Goffstown’s most iconic outdoor feature is the Uncanoonuc Mountains — a twin-peaked volcanic formation rising to nearly 1,300 feet on the town’s western edge that gives Goffstown a genuine mountain hiking experience within minutes of downtown Manchester. South Uncanoonuc offers the more rewarding summit of the two, with multiple trail options ranging from a scenic family-friendly route up the Summit Trail from Mountain Base Road past Lake Uncanoonuc to a calf-burning workout on the Incline Trail with its steep loose-stone character, panoramic views better than the North Peak, and a trail network with enough hidden routes that experienced hikers describe finding secret trails that most visitors never discover. The Goffstown Rail Trail provides a 5-mile flat, wide, smooth-dirt trail corridor along lake and river scenery with chickens greeting walkers at the western end, a walk signal at road crossings, excellent fall foliage, and hidden water holes off the main trail that regulars treasure for solitude and relaxation — a beloved community trail that draws dog walkers, cyclists, families, and solo walkers in every season. The Florence M. Tarr Wildlife Sanctuary on Joppa Hill Road rounds out Goffstown’s conservation portfolio with a beautifully maintained, lightly used loop trail through varied terrain, excellent wildlife watching, a no-dogs policy that creates an unusually quiet and undisturbed natural atmosphere, and the kind of peaceful woodland character that regular visitors describe as simply beautiful in any season.
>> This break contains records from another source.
//! Bearer token extraction.

use super::{error::ApiError, state::AppState};
use crate::identity::domain::{Actor, IssuedToken, User};
use axum::{
    extract::FromRequestParts,
    http::{header::AUTHORIZATION, request::Parts},
};

/// The raw bearer token presented with a request.
#[derive(Debug)]
pub struct BearerToken(pub IssuedToken);

impl<S> FromRequestParts<S> for BearerToken
where
    S: Send + Sync,
{
    type Rejection = ApiError;

    async fn from_request_parts(parts: &mut Parts, _state: &S) -> Result<Self, Self::Rejection> {
        let header = parts
            .headers
            .get(AUTHORIZATION)
            .and_then(|value| value.to_str().ok())
            .ok_or(ApiError::Unauthenticated)?;
        let token = header
            .strip_prefix("Bearer ")
            .map(str::trim)
            .filter(|token| !token.is_empty())
            .ok_or(ApiError::Unauthenticated)?;
        Ok(Self(IssuedToken::from_presented(token)))
    }
}

/// The user resolved from a valid bearer token.
#[derive(Debug)]
pub struct AuthenticatedUser {
    /// Resolved user.
    pub user: User,
    /// Token used to authenticate.
    pub token: IssuedToken,
}

impl AuthenticatedUser {
    /// Returns the actor passed to services.
    #[must_use]
    pub const fn actor(&self) -> Actor {
        self.user.actor()
    }
}

impl FromRequestParts<AppState> for AuthenticatedUser {
    type Rejection = ApiError;

    async fn from_request_parts(
        parts: &mut Parts,
        state: &AppState,
    ) -> Result<Self, Self::Rejection> {
        let BearerToken(token) = BearerToken::from_request_parts(parts, state).await?;
        let user = state.auth.authenticate(&token).await?;
        Ok(Self { user, token })
    }
}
Goffstown’s Main Street dining cluster is one of the most satisfying and genuinely community-oriented restaurant concentrations in Hillsborough County, anchored by three establishments whose combined offerings cover every hour of the day. Sawyer’s Main Street Breakfast and Function Hall at 13 Main Street is Goffstown’s beloved morning institution — open seven days a week from 6:30 AM (8 AM Sundays), with roast beef hash with scrambled eggs and pan fries described as a personal favorite, perfectly executed eggs, attentive servers including Cyndy and Julie who are called out by name as the best in the business, prices described as very good for today’s economy, and a cozy warm atmosphere that draws large groups and solo diners alike with equal warmth and efficiency. Putnam’s Waterview Restaurant at 40 Main Street is the town’s anchor lunch and dinner destination — a local staple open Tuesday through Sunday with a waterside setting, prime rib scampi with shrimp stacked on the prime rib, excellent fried seafood platters, nightly specials, taco supreme soup described as rich, creamy and flavorful, and a family restaurant atmosphere that residents describe as never disappointing across years of repeat visits. And La Vaka Mexican Restaurant on Mast Road is Goffstown’s most enthusiastically reviewed dining destination — a gorgeous, spacious, folkloric-décor restaurant open seven days a week with a tortilla-making station visible in the middle of the dining room, live music nights, pineapple jalapeño margaritas made with fresh ingredients, homemade tortillas on the street tacos, Jamaica water, warm chips and salsa, a children-welcoming culture where servers remember babies and bring orange slices without being asked, and a staff led by Alexis and Bianca whose warmth and hospitality have made weekly regulars of entire families who say they have never felt more welcomed at a restaurant in their lives.